The middle section is a 200-page presentation of the various kinds of neurobiological work now being done on the age-old mind-body problem. It is this part of the book — the one that concentrates on the astonishing efforts being made to understand the mind as distinct from the brain — that most seriously commanded my attention...reads like the work of a talented teacher who has the drive and the ability to organize and present — in an exceptionally clear, clean, even limpid voice — a monumental amount of abstract information ... Hustvedt repeatedly gives herself over to the language of science — which, when applied to the right subject, is illuminating, but when applied to the wrong one can be jarring ... I think she is happiest — and makes the reader happiest — in the presence of the great abstractions derived from the analytic intelligence. What is missing from the pages of her book is only an equal abundance of felt life.
A serious participant in both artistic and scientific communities, Hustvedt brings a refreshingly interdisciplinary perspective to bear on each ... Readers of her 2012 essay collection, Living, Thinking, Looking, will recognize many of the themes here, but this time they have an even sharper feminist edge ... her provocative and probing essays encourage us to keep asking questions and distrust easy answers.
...[a] voluminous, humorous and wide-ranging new collection ... Hustvedt doesn't just offer up information, although there's plenty of it here; she also delivers it to her audience with an invigorating blend of personality and imagination ... Hustvedt's inquisitive and generous responses to paintings and poems give the reader the feeling of going to a museum or library with their most casually intelligent and infectiously enthusiastic friend ... Hustvedt tempers her presentation of knowledge with doubt, and the resulting book is paradoxically more satisfying in its thought-provoking ambiguity than all the confidently stated answers in the world.
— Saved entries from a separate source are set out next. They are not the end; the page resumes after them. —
//! Disjunctive Normal Form and clause-level algebra.
//!
//! Two representations are used side by side:
//!
//! - a **DNF tree**: a [`BoolExpr`] where no `Or` sits below an `And`;
//! - a **clause list**: the same formula flattened into a [`ClauseList`].
//!
//! [`to_dnf`] and [`to_clause_list`] move from an arbitrary expression to the
//! flattened form, [`build_expr_from_clause_list`] goes back. Everything else
//! in this module is a composition of those primitives.
//!
//! No deduplication or tautology removal happens anywhere here; duplicate or
//! redundant clauses are kept. [`minimize_dnf`] performs one greedy
//! common-factor extraction and nothing more: clauses that only partially
//! overlap are never merged.
//!
//! Literal tokens are compared by identity, so two `a` literals parsed from
//! different positions are different atoms for factoring and injection.

use std::collections::HashSet;

use thiserror::Error;
use tracing::{debug, trace};

use crate::{
    ast::{BoolExpr, Clause, ClauseList, Token},
    limits::Limits,
};

/// Errors raised by clause-list editing.
#[derive(Debug, Error, Clone, PartialEq, Eq)]
pub enum ClauseError {
    #[error("clause index {index} out of range ({len} clauses)")]
    ClauseIndexOutOfRange { index: usize, len: usize },

    #[error("token index {index} out of range in clause {clause} ({len} tokens)")]
    TokenIndexOutOfRange {
        clause: usize,
        index: usize,
        len: usize,
    },

    /// The token to replace does not occur in any clause.
    #[error("token {0} not found in any clause")]
    TokenNotFound(String),

    #[error("maximum clause count exceeded ({0})")]
    MaxClausesExceeded(usize),
}

/// Convert an expression to a DNF tree by distributing AND over OR.
pub fn to_dnf(expr: &BoolExpr) -> BoolExpr {
    match expr {
        BoolExpr::Var(_) => expr.clone(),
        BoolExpr::And(left, right) => distribute(to_dnf(left), to_dnf(right)),
        BoolExpr::Or(left, right) => BoolExpr::or(to_dnf(left), to_dnf(right)),
    }
}

/// Number of clauses `expr` flattens to, computed without expanding it.
///
/// Fails as soon as any subexpression would exceed `max_clauses`.
pub fn clause_count(expr: &BoolExpr, max_clauses: usize) -> Result<usize, ClauseError> {
    let count = match expr {
        BoolExpr::Var(_) => 1,
        BoolExpr::And(left, right) => {
            clause_count(left, max_clauses)?.saturating_mul(clause_count(right, max_clauses)?)
        }
        BoolExpr::Or(left, right) => {
            clause_count(left, max_clauses)?.saturating_add(clause_count(right, max_clauses)?)
        }
    };

    if count > max_clauses {
        return Err(ClauseError::MaxClausesExceeded(max_clauses));
    }
    Ok(count)
}

/// [`to_dnf`] that refuses expressions whose DNF would hold more than
/// `limits.max_clauses` clauses. The check runs before any distribution.
pub fn to_dnf_bounded(expr: &BoolExpr, limits: &Limits) -> Result<BoolExpr, ClauseError> {
    let clauses = clause_count(expr, limits.max_clauses)?;
    trace!(clauses, "dnf size within limits");
    Ok(to_dnf(expr))
}

/// `left AND right`, pushed below any top-level OR on either side.
pub fn distribute(left: BoolExpr, right: BoolExpr) -> BoolExpr {
    match (left, right) {
        (BoolExpr::Or(a, b), right) => {
            BoolExpr::or(distribute(*a, right.clone()), distribute(*b, right))
        }
        (left, BoolExpr::Or(a, b)) => {
            BoolExpr::or(distribute(left.clone(), *a), distribute(left, *b))
        }
        (left, right) => BoolExpr::and(left, right),
    }
}

fn flatten(expr: &BoolExpr, max_clauses: usize) -> Result<Vec<Clause>, ClauseError> {
    let clauses = match expr {
        BoolExpr::Var(token) => vec![Clause::from(vec![token.clone()])],
        BoolExpr::And(left, right) => {
            let left = flatten(left, max_clauses)?;
            let right = flatten(right, max_clauses)?;

            if left.len().saturating_mul(right.len()) > max_clauses {
                return Err(ClauseError::MaxClausesExceeded(max_clauses));
            }

            let mut product: Vec<Clause> = Vec::with_capacity(left.len() * right.len());
            for l in &left {
                for r in &right {
                    product.push(l.iter().chain(r.iter()).cloned().collect());
                }
            }
            product
        }
        BoolExpr::Or(left, right) => {
            let mut clauses = flatten(left, max_clauses)?;
            clauses.extend(flatten(right, max_clauses)?);
            clauses
        }
    };

    if clauses.len() > max_clauses {
        return Err(ClauseError::MaxClausesExceeded(max_clauses));
    }
    Ok(clauses)
}

/// Flatten an expression into clauses.
///
/// Meant for DNF trees, but any expression works: `And` takes the Cartesian
/// product of both sides' clauses (left tokens first), `Or` concatenates.
pub fn to_clause_list(expr: &BoolExpr) -> ClauseList {
    match flatten(expr, usize::MAX) {
        Ok(clauses) => ClauseList::from(clauses),
        Err(_) => unreachable!("unbounded flattening has no clause limit"),
    }
}

/// [`to_clause_list`] that fails once any intermediate list grows past
/// `limits.max_clauses`.
pub fn to_clause_list_bounded(expr: &BoolExpr, limits: &Limits) -> Result<ClauseList, ClauseError> {
    clause_count(expr, limits.max_clauses)?;
    flatten(expr, limits.max_clauses).map(ClauseList::from)
}

fn and_chain<'a>(tokens: impl IntoIterator<Item = &'a Token>) -> BoolExpr {
    tokens
        .into_iter()
        .map(|t| BoolExpr::Var(t.clone()))
        .reduce(BoolExpr::and)
        .unwrap_or_else(|| BoolExpr::Var(Token::truth()))
}

/// Rebuild an expression: each clause becomes a left-associated AND chain,
/// the clauses a left-associated OR chain. No clauses means truth.
pub fn build_expr_from_clause_list(clauses: &[Clause]) -> BoolExpr {
    clauses
        .iter()
        .map(|clause| and_chain(clause.iter()))
        .reduce(BoolExpr::or)
        .unwrap_or_else(|| BoolExpr::Var(Token::truth()))
}

/// Replace the token at `(clause_index, token_index)` with `replacement`.
///
/// The target clause is split around the position; for each clause of the
/// replacement's own DNF a new clause `prefix + replacement clause + suffix`
/// is generated. Those clauses take the target clause's slot, every other
/// clause is left untouched and in place.
pub fn inject_at(
    clauses: &ClauseList,
    clause_index: usize,
    token_index: usize,
    replacement: &BoolExpr,
) -> Result<ClauseList, ClauseError> {
    let target = clauses
        .get(clause_index)
        .ok_or(ClauseError::ClauseIndexOutOfRange {
            index: clause_index,
            len: clauses.len(),
        })?;

    if token_index >= target.len() {
        return Err(ClauseError::TokenIndexOutOfRange {
            clause: clause_index,
            index: token_index,
            len: target.len(),
        });
    }

    let prefix = &target[..token_index];
    let suffix = &target[token_index + 1..];
    let expansion = to_clause_list(&to_dnf(replacement));
    trace!(
        clause = clause_index,
        token = token_index,
        generated = expansion.len(),
        "inject subexpression"
    );

    let mut result: Vec<Clause> = Vec::with_capacity(clauses.len() + expansion.len());
    result.extend(clauses[..clause_index].iter().cloned());
    for inner in &expansion {
        let clause: Clause = prefix
            .iter()
            .chain(inner.iter())
            .chain(suffix.iter())
            .cloned()
            .collect();
        result.push(clause);
    }
    result.extend(clauses[clause_index + 1..].iter().cloned());

    Ok(ClauseList::from(result))
}

/// Locate the first occurrence of `target` (by identity) and replace it
/// with `replacement`, see [`inject_at`].
pub fn inject_for(
    clauses: &ClauseList,
    target: &Token,
    replacement: &BoolExpr,
) -> Result<ClauseList, ClauseError> {
    let (clause_index, token_index) = clauses
        .iter()
        .enumerate()
        .find_map(|(ci, clause)| clause.iter().position(|t| t == target).map(|ti| (ci, ti)))
        .ok_or_else(|| ClauseError::TokenNotFound(target.to_string()))?;

    inject_at(clauses, clause_index, token_index, replacement)
}

/// Expression-level [`inject_for`]: flatten, inject, rebuild.
pub fn inject_expr_for(
    expr: &BoolExpr,
    target: &Token,
    replacement: &BoolExpr,
) -> Result<BoolExpr, ClauseError> {
    let clauses = to_clause_list(&to_dnf(expr));
    let injected = inject_for(&clauses, target, replacement)?;
    Ok(build_expr_from_clause_list(&injected))
}

/// Pull the literals shared by every clause out in front.
///
/// Returns `common AND (rest_1 OR rest_2 ...)`. When some clause consists of
/// nothing but common literals it absorbs the rest and only `common` is
/// returned. Without common literals the rebuilt DNF is returned as is.
pub fn minimize_dnf(expr: &BoolExpr) -> BoolExpr {
    factor_common(&to_clause_list(&to_dnf(expr)))
}

/// [`minimize_dnf`] with the clause expansion bounded by `limits`.
pub fn minimize_dnf_bounded(expr: &BoolExpr, limits: &Limits) -> Result<BoolExpr, ClauseError> {
    Ok(factor_common(&to_clause_list_bounded(expr, limits)?))
}

fn factor_common(clauses: &ClauseList) -> BoolExpr {
    let Some((first, rest)) = clauses.split_first() else {
        return build_expr_from_clause_list(clauses);
    };

    let mut seen = HashSet::new();
    let common: Vec<&Token> = first
        .iter()
        .filter(|t| rest.iter().all(|clause| clause.contains(*t)))
        .filter(|t| seen.insert(*t))
        .collect();

    if common.is_empty() {
        return build_expr_from_clause_list(clauses);
    }

    let factor = and_chain(common.iter().copied());
    let remainder: Vec<Clause> = clauses
        .iter()
        .map(|clause| clause.iter().filter(|t| !seen.contains(t)).cloned().collect())
        .collect();

    debug!(
        clauses = clauses.len(),
        common = common.len(),
        "minimized dnf"
    );

    if remainder.iter().any(|clause: &Clause| clause.is_empty()) {
        return factor;
    }
    BoolExpr::and(factor, build_expr_from_clause_list(&remainder))
}

/// `left AND right` over clause lists, re-normalized to DNF clauses.
///
/// An empty operand is rebuilt as the truth literal, so it contributes a
/// `[true]` clause. [`evaluate`](crate::evaluator::evaluate) on an empty list
/// itself yields false.
pub fn combine_with_and(left: &ClauseList, right: &ClauseList) -> ClauseList {
    let expr = BoolExpr::and(
        build_expr_from_clause_list(left),
        build_expr_from_clause_list(right),
    );
    to_clause_list(&to_dnf(&expr))
}

/// `left OR right` over clause lists, re-normalized to DNF clauses.
///
/// As with [`combine_with_and`], an empty operand counts as truth.
pub fn combine_with_or(left: &ClauseList, right: &ClauseList) -> ClauseList {
    let expr = BoolExpr::or(
        build_expr_from_clause_list(left),
        build_expr_from_clause_list(right),
    );
    to_clause_list(&to_dnf(&expr))
}

#[cfg(test)]
mod tests {
    use super::*;

    fn var(name: &str) -> Token {
        Token::variable(name, Vec::new())
    }

    fn leaf(token: &Token) -> BoolExpr {
        BoolExpr::Var(token.clone())
    }

    #[test]
    fn test_distribute_left_or() {
        let (a, b, c) = (var("a"), var("b"), var("c"));
        let expr = distribute(BoolExpr::or(leaf(&a), leaf(&b)), leaf(&c));
        let clauses = to_clause_list(&expr);
        assert_eq!(clauses.texts(), vec![vec!["a", "c"], vec!["b", "c"]]);
    }

    #[test]
    fn test_to_dnf_has_no_or_under_and() {
        fn or_below_and(expr: &BoolExpr, under_and: bool) -> bool {
            match expr {
                BoolExpr::Var(_) => false,
                BoolExpr::Or(l, r) => under_and || or_below_and(l, false) || or_below_and(r, false),
                BoolExpr::And(l, r) => or_below_and(l, true) || or_below_and(r, true),
            }
        }

        let (a, b, c, d) = (var("a"), var("b"), var("c"), var("d"));
        let expr = BoolExpr::and(
            BoolExpr::or(leaf(&a), leaf(&b)),
            BoolExpr::or(leaf(&c), BoolExpr::and(leaf(&d), leaf(&a))),
        );
        let dnf = to_dnf(&expr);
        assert!(!or_below_and(&dnf, false));
        assert_eq!(to_clause_list(&dnf).len(), 4);
    }

    #[test]
    fn test_bounded_flatten_fails_past_limit() {
        let pair = |x: &str, y: &str| BoolExpr::or(leaf(&var(x)), leaf(&var(y)));
        let expr = BoolExpr::and(BoolExpr::and(pair("a", "b"), pair("c", "d")), pair("e", "f"));
        let limits = Limits::new(8, 4);
        assert_eq!(
            to_clause_list_bounded(&expr, &limits),
            Err(ClauseError::MaxClausesExceeded(4))
        );
        assert_eq!(to_clause_list_bounded(&expr, &Limits::default()).unwrap().len(), 8);
    }

    fn groups(n: usize) -> BoolExpr {
        (0..n)
            .map(|i| BoolExpr::or(leaf(&var(&format!("a{i}"))), leaf(&var(&format!("b{i}")))))
            .reduce(BoolExpr::and)
            .unwrap()
    }

    #[test]
    fn test_clause_count_matches_flattening() {
        let expr = groups(3);
        assert_eq!(clause_count(&expr, usize::MAX), Ok(8));
        assert_eq!(to_clause_list(&expr).len(), 8);
    }

    #[test]
    fn test_bounded_dnf_rejects_before_expanding() {
        // 2^64 clauses: only a check that runs ahead of distribution returns.
        let expr = groups(64);
        assert_eq!(
            to_dnf_bounded(&expr, &Limits::strict()),
            Err(ClauseError::MaxClausesExceeded(1024))
        );
        assert_eq!(
            to_clause_list_bounded(&expr, &Limits::permissive()),
            Err(ClauseError::MaxClausesExceeded(1 << 22))
        );
        assert_eq!(
            minimize_dnf_bounded(&expr, &Limits::strict()),
            Err(ClauseError::MaxClausesExceeded(1024))
        );
    }

    #[test]
    fn test_bounded_dnf_within_limits() {
        let expr = groups(3);
        assert_eq!(to_dnf_bounded(&expr, &Limits::strict()), Ok(to_dnf(&expr)));
    }

    #[test]
    fn test_build_empty_is_truth() {
        let expr = build_expr_from_clause_list(&[]);
        assert!(matches!(expr, BoolExpr::Var(ref t) if t.is_truth()));
    }

    #[test]
    fn test_minimize_absorbs_subsumed_clause() {
        let (a, b) = (var("a"), var("b"));
        let expr = BoolExpr::or(leaf(&a), BoolExpr::and(leaf(&a), leaf(&b)));
        assert_eq!(minimize_dnf(&expr), leaf(&a));
    }

    #[test]
    fn test_minimize_without_common_factor_is_rebuilt_dnf() {
        let (a, b, c) = (var("a"), var("b"), var("c"));
        let expr = BoolExpr::or(leaf(&a), BoolExpr::and(leaf(&b), leaf(&c)));
        assert_eq!(minimize_dnf(&expr), expr);
    }
}
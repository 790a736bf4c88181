//! Rendering of tokens, expressions and clause lists back into a grammar's
//! surface syntax.
//!
//! # Features
//!
//! - **Grammar aware** - operators, containers and quotes come from the
//!   [`Grammar`] the printer was built with
//! - **Minimal containers** - only an OR below an AND, or a right-nested
//!   chain of the same operator, gets wrapped
//! - **Re-tokenizable literals** - literal text that would not scan back as
//!   one literal is quoted, or escaped when it carries modifiers
//!
//! # Examples
//!
//! ```
//! use boolex::{Grammar, parse_str};
//! use boolex::output::to_syntax;
//!
//! let expr = parse_str(&Grammar::default(), "a && (b || c)").unwrap();
//! assert_eq!(to_syntax(&expr, &Grammar::sql_style()), "a AND (b OR c)");
//! ```

use crate::{
    ast::{BoolExpr, Clause, Token},
    dnf::build_expr_from_clause_list,
    grammar::{ESCAPE_CHAR, Grammar},
};

const OR_PRECEDENCE: u8 = 1;
const AND_PRECEDENCE: u8 = 2;

pub struct Printer<'g> {
    grammar: &'g Grammar,
}

impl<'g> Printer<'g> {
    pub fn new(grammar: &'g Grammar) -> Self {
        Printer { grammar }
    }

    pub fn print_token(&self, token: &Token) -> String {
        match token {
            Token::Variable(v) => {
                let mut out: String = v.modifiers().iter().collect();
                out.push_str(&self.print_literal_text(v.value(), !v.modifiers().is_empty()));
                out
            }
            Token::Function(f) => {
                let mut out: String = f.variable().modifiers().iter().collect();
                out.push_str(f.variable().value());
                out
            }
            Token::And => self.grammar.and_operator().to_string(),
            Token::Or => self.grammar.or_operator().to_string(),
            Token::OpenContainer => self.grammar.open_container().to_string(),
            Token::CloseContainer => self.grammar.close_container().to_string(),
        }
    }

    pub fn print_expr(&self, expr: &BoolExpr) -> String {
        self.print_node(expr, 0, false)
    }

    pub fn print_clauses(&self, clauses: &[Clause]) -> String {
        self.print_expr(&build_expr_from_clause_list(clauses))
    }

    fn print_node(&self, expr: &BoolExpr, parent: u8, right_of_same: bool) -> String {
        let (precedence, left, right, op) = match expr {
            BoolExpr::Var(token) => return self.print_token(token),
            BoolExpr::And(l, r) => (AND_PRECEDENCE, l, r, self.grammar.and_operator()),
            BoolExpr::Or(l, r) => (OR_PRECEDENCE, l, r, self.grammar.or_operator()),
        };

        let body = format!(
            "{} {} {}",
            self.print_node(left, precedence, false),
            op,
            self.print_node(right, precedence, true)
        );

        if precedence < parent || (right_of_same && precedence == parent) {
            format!(
                "{}{}{}",
                self.grammar.open_container(),
                body,
                self.grammar.close_container()
            )
        } else {
            body
        }
    }

    fn is_special_at(&self, chars: &[char], i: usize) -> bool {
        let ch = chars[i];
        let starts_with = |op: &str| {
            !op.is_empty()
                && op
                    .chars()
                    .enumerate()
                    .all(|(offset, c)| chars.get(i + offset) == Some(&c))
        };

        let at_edge = i == 0 || i + 1 == chars.len();

        (ch.is_whitespace() && (self.grammar.split_on_whitespace() || at_edge))
            || ch == ESCAPE_CHAR
            || ch == self.grammar.quote()
            || ch == self.grammar.open_container()
            || ch == self.grammar.close_container()
            || starts_with(self.grammar.and_operator())
            || starts_with(self.grammar.or_operator())
    }

    fn print_literal_text(&self, value: &str, has_modifiers: bool) -> String {
        let chars: Vec<char> = value.chars().collect();
        let needs_care = (0..chars.len()).any(|i| self.is_special_at(&chars, i))
            || (!has_modifiers && chars.first().is_some_and(|c| self.grammar.is_modifier(*c)));

        if !has_modifiers && (value.is_empty() || needs_care) {
            return self.quote(&chars);
        }
        if !needs_care {
            return value.to_string();
        }

        let mut out = String::with_capacity(value.len() * 2);
        for i in 0..chars.len() {
            if self.is_special_at(&chars, i) {
                out.push(ESCAPE_CHAR);
            }
            out.push(chars[i]);
        }
        out
    }

    fn quote(&self, chars: &[char]) -> String {
        let quote = self.grammar.quote();
        let mut out = String::with_capacity(chars.len() + 2);
        out.push(quote);
        for &c in chars {
            if c == quote || c == ESCAPE_CHAR {
                out.push(ESCAPE_CHAR);
            }
            out.push(c);
        }
        out.push(quote);
        out
    }
}

/// Render an expression in the given grammar.
pub fn to_syntax(expr: &BoolExpr, grammar: &Grammar) -> String {
    Printer::new(grammar).print_expr(expr)
}

/// Render a clause list as an OR of AND chains in the given grammar.
pub fn clauses_to_syntax(clauses: &[Clause], grammar: &Grammar) -> String {
    Printer::new(grammar).print_clauses(clauses)
}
These are pages intended to catch the shape of a writer’s thoughts—the tome remains more of a notebook than a series of persuasive essays, with all the indeterminacy and occasional solipsism that form entails ... But it is hard to say who exactly this particular collection is for. As searching and seductive as the essays occasionally can be, they are also absolutely maddening. For someone convinced that the truth is not just apprehended by the intellect but also felt, remembered, and imagined, Hustvedt makes little effort to welcome readers with her prose ... windiness I can forgive. Obscurity I can forgive. More off-putting is the author’s preening self-regard ... there is a lot of performative contemplation here, during which the occasion for and specifics of the chin stroking seem to matter less than the fact that the author is stroking her chin ... Hustvedt’s title makes much of her status as gimlet-eyed observer. She seeks to turn the tools of scientific examination upon the examiners, and analyze the analysts, and criticize the critics. Yet too often the object of her investigations ends up being her own excellence. For all the looking that transpires in A Woman Looking at Men Looking at Women, there isn’t enough seeing.